I awake to the sound of someone singing softly, close to me. "Hold me close and tell me how you feel… tell me love is real. Words of love, you whisper soft and true, darling I love you," it's Miley, and she's singing me a love song. This all seems a bit surreal, but I love it.
Miley stops singing now, maybe she's not going to finish the second verse? Something over takes me and I feel myself sing the Beatles' song, "Let me hear you say the words I long to hear, darling when you're near. Words of love, you whisper soft and true, darling I love you."
"You're awake?" Miley whispers, already knowing the answer. She pulls me closer to her.

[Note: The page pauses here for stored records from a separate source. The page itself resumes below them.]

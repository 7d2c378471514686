//! App Context

use std::sync::Arc;

use crate::{
    api::{ApiClient, ApiError},
    auth::{HttpAuthService, service::AuthService},
    config::StoreConfig,
    domain::{
        carts::{
            Cart,
            repository::{CartsRepository, HttpCartsRepository},
        },
        checkout::CheckoutFlow,
        orders::{HttpOrdersRepository, repository::OrdersRepository},
        payments::{HttpPaymentsGateway, gateway::PaymentsGateway},
    },
};

/// Wired-up services for one storefront backend.
///
/// The cart aggregate and checkout flow are not held here; they carry
/// per-session state and are constructed per buyer via [`AppContext::cart`]
/// and [`AppContext::checkout`].
#[derive(Clone)]
pub struct AppContext {
    config: StoreConfig,
    /// Session probe.
    pub auth: Arc<dyn AuthService>,
    /// Remote cart store.
    pub carts: Arc<dyn CartsRepository>,
    /// Remote order service.
    pub orders: Arc<dyn OrdersRepository>,
    /// Payment gateway.
    pub payments: Arc<dyn PaymentsGateway>,
}

impl AppContext {
    /// Build the context from store configuration.
    ///
    /// # Errors
    ///
    /// Returns an error when the HTTP client cannot be constructed.
    pub fn from_config(config: StoreConfig) -> Result<Self, ApiError> {
        let api = Arc::new(ApiClient::new(&config)?);

        Ok(Self {
            auth: Arc::new(HttpAuthService::new(Arc::clone(&api))),
            carts: Arc::new(HttpCartsRepository::new(Arc::clone(&api))),
            orders: Arc::new(HttpOrdersRepository::new(Arc::clone(&api))),
            payments: Arc::new(HttpPaymentsGateway::new(api)),
            config,
        })
    }

    /// The configuration this context was built from.
    pub fn config(&self) -> &StoreConfig {
        &self.config
    }

    /// A fresh cart aggregate for the current buyer session.
    pub fn cart(&self) -> Cart {
        Cart::new(Arc::clone(&self.carts))
    }

    /// A fresh checkout flow for the current buyer session.
    pub fn checkout(&self) -> CheckoutFlow {
        CheckoutFlow::new(
            self.config.clone(),
            Arc::clone(&self.orders),
            Arc::clone(&self.payments),
        )
    }
}
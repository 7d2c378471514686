//! Order totals.

use rust_decimal::Decimal;

use crate::{config::StoreConfig, money};

/// The totals breakdown for a checkout submission.
///
/// One computation feeds both the review display and the `total_amount`
/// persisted on the order, so the two can never drift.
#[derive(Debug, Clone, Copy, PartialEq, Eq)]
pub struct OrderTotals {
    /// Σ unit price × quantity over the cart snapshot.
    pub subtotal: Decimal,
    /// Flat delivery fee from configuration.
    pub shipping_fee: Decimal,
    /// `subtotal × tax_rate`, rounded to the cent.
    pub tax: Decimal,
    /// `subtotal + shipping_fee + tax`.
    pub total: Decimal,
}

impl OrderTotals {
    /// Compute the breakdown for a cart subtotal under the given store
    /// configuration.
    pub fn compute(subtotal: Decimal, config: &StoreConfig) -> Self {
        let subtotal = money::to_cents(subtotal);
        let tax = money::to_cents(subtotal * config.tax_rate);
        let total = money::to_cents(subtotal + config.shipping_fee + tax);

        Self {
            subtotal,
            shipping_fee: config.shipping_fee,
            tax,
            total,
        }
    }
}

#[cfg(test)]
mod tests {
    use super::*;

    #[test]
    fn reference_example() {
        // Cart of 45×1 + 120×2.
        let totals = OrderTotals::compute(Decimal::new(285, 0), &StoreConfig::new("http://x"));

        assert_eq!(totals.subtotal, Decimal::new(285, 0));
        assert_eq!(totals.shipping_fee, Decimal::new(150, 0));
        assert_eq!(totals.tax, Decimal::new(456, 1));
        assert_eq!(totals.total, Decimal::new(4806, 1));
    }

    #[test]
    fn empty_cart_still_carries_the_fee() {
        let totals = OrderTotals::compute(Decimal::ZERO, &StoreConfig::new("http://x"));

        assert_eq!(totals.tax, Decimal::ZERO);
        assert_eq!(totals.total, Decimal::new(150, 0));
    }

    #[test]
    fn configured_fee_and_rate_are_honored() {
        let mut config = StoreConfig::new("http://x");
        config.shipping_fee = Decimal::ZERO;
        config.tax_rate = Decimal::new(8, 2);

        let totals = OrderTotals::compute(Decimal::new(100, 0), &config);

        assert_eq!(totals.tax, Decimal::new(8, 0));
        assert_eq!(totals.total, Decimal::new(108, 0));
    }

    #[test]
    fn tax_rounds_to_the_cent() {
        // 33.33 × 0.16 = 5.3328 → 5.33
        let totals = OrderTotals::compute(Decimal::new(3333, 2), &StoreConfig::new("http://x"));

        assert_eq!(totals.tax, Decimal::new(533, 2));
        assert_eq!(totals.total, Decimal::new(18866, 2));
    }
}
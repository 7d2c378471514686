//! M-Pesa payment gateway client.

use std::sync::Arc;

use async_trait::async_trait;
use mockall::automock;
use serde_json::{Value, json};
use tracing::debug;

use crate::{
    api::{ApiClient, ApiError},
    domain::payments::{
        errors::PaymentsError,
        models::{Msisdn, PaymentAck},
    },
};

/// HTTP-backed [`PaymentsGateway`] against the store's M-Pesa STK push
/// endpoint.
#[derive(Debug, Clone)]
pub struct HttpPaymentsGateway {
    api: Arc<ApiClient>,
}

impl HttpPaymentsGateway {
    #[must_use]
    pub fn new(api: Arc<ApiClient>) -> Self {
        Self { api }
    }
}

#[async_trait]
impl PaymentsGateway for HttpPaymentsGateway {
    async fn initiate_stk_push(
        &self,
        order_id: &str,
        phone: &Msisdn,
    ) -> Result<PaymentAck, PaymentsError> {
        let body = json!({ "orderId": order_id, "phoneNumber": phone.as_str() });

        debug!(order_id, "initiating stk push");

        match self.api.post("/payments/mpesa/stk-push", &body).await {
            Ok(response) => Ok(interpret_ack(&response)),
            Err(ApiError::Unauthorized) => Err(PaymentsError::LoginRequired),
            // A reachable gateway that rejects the request is a business
            // verdict, not a failure of the call.
            Err(ApiError::Service { message, .. }) => Ok(PaymentAck::Rejected { reason: message }),
            Err(error) => Err(PaymentsError::Unavailable(error)),
        }
    }
}

#[automock]
#[async_trait]
pub trait PaymentsGateway: Send + Sync {
    /// Push a payment prompt for the given order to the buyer's phone.
    async fn initiate_stk_push(
        &self,
        order_id: &str,
        phone: &Msisdn,
    ) -> Result<PaymentAck, PaymentsError>;
}

/// Read the gateway's verdict out of a 2xx body: a true `success` flag or a
/// `message` field means the prompt went out; anything else is a rejection,
/// with the reason drawn from `error` when present.
fn interpret_ack(response: &Value) -> PaymentAck {
    let success = response.get("success").and_then(Value::as_bool);
    let message = response
        .get("message")
        .and_then(Value::as_str)
        .map(str::to_owned);

    if success.unwrap_or(false) || message.is_some() {
        return PaymentAck::Accepted { message };
    }

    let reason = response
        .get("error")
        .and_then(Value::as_str)
        .map_or_else(
            || "payment request was not accepted".to_string(),
            str::to_owned,
        );

    PaymentAck::Rejected { reason }
}

#[cfg(test)]
mod tests {
    use serde_json::json;

    use super::*;

    #[test]
    fn success_flag_means_accepted() {
        let ack = interpret_ack(&json!({ "success": true }));

        assert_eq!(ack, PaymentAck::Accepted { message: None });
    }

    #[test]
    fn message_alone_means_accepted() {
        let ack = interpret_ack(&json!({ "message": "STK push sent" }));

        assert_eq!(
            ack,
            PaymentAck::Accepted {
                message: Some("STK push sent".to_string())
            }
        );
    }

    #[test]
    fn error_field_means_rejected() {
        let ack = interpret_ack(&json!({ "success": false, "error": "insufficient funds" }));

        assert_eq!(
            ack,
            PaymentAck::Rejected {
                reason: "insufficient funds".to_string()
            }
        );
    }

    #[test]
    fn silent_body_means_rejected() {
        let ack = interpret_ack(&json!({}));

        assert!(matches!(ack, PaymentAck::Rejected { .. }));
    }
}
//! Auth
//!
//! Session probe against the store's auth service. Both the cart and the
//! checkout flow treat an unauthenticated session as a redirect-to-login
//! signal, never as an in-flow error.

pub mod models;
pub mod service;

pub use models::Session;
pub use service::*;
//! Session models.

use serde::Deserialize;
use serde_json::Value;

/// Snapshot of the buyer's session as reported by the auth service.
#[derive(Debug, Clone, Default, Deserialize)]
pub struct Session {
    /// Whether the backend considers the session cookie valid.
    #[serde(default)]
    pub authenticated: bool,

    /// Opaque user record, passed through for display. The backend does not
    /// commit to a shape here.
    #[serde(default)]
    pub user: Option<Value>,
}

impl Session {
    /// An unauthenticated session.
    pub fn anonymous() -> Self {
        Self::default()
    }
}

"Mmhmm, thanks for staying with me," I'm smiling, even though Miley can't see my face. It's like we're a couple right now… but at the same time we're not, I wish one of us had to courage to speak up.
"Lilly, I…" she's hesitating a bit, "Lilly, I heard you last night."
All my joints lock up, my smile disappears, and I don't move an inch. She wasn't supposed to hear that… why am I worrying? Doesn't this mean she still wants to be with me? I am so confused. Why do I want this so bad, but at the same time don't? Oh, I know, 'cause of what happened last time, Miley pushing me away.
"Lilly, I-I don't think we can be friends," at first her arms just move, then her whole body moves, and the next thing I know, she's pushed down, and is laying on top of me, the weight is a little overwhelming… but in a good way. She's staring right at me, and I'm staring right back at her, "I need us to be something more."
Oh how I wish I could breathe again! What she just said is what I've always been wishing for! But something in me just doesn't feel happy, it's like 2 of me is telling me not to get into this… but 98 is! I wish I knew what to do!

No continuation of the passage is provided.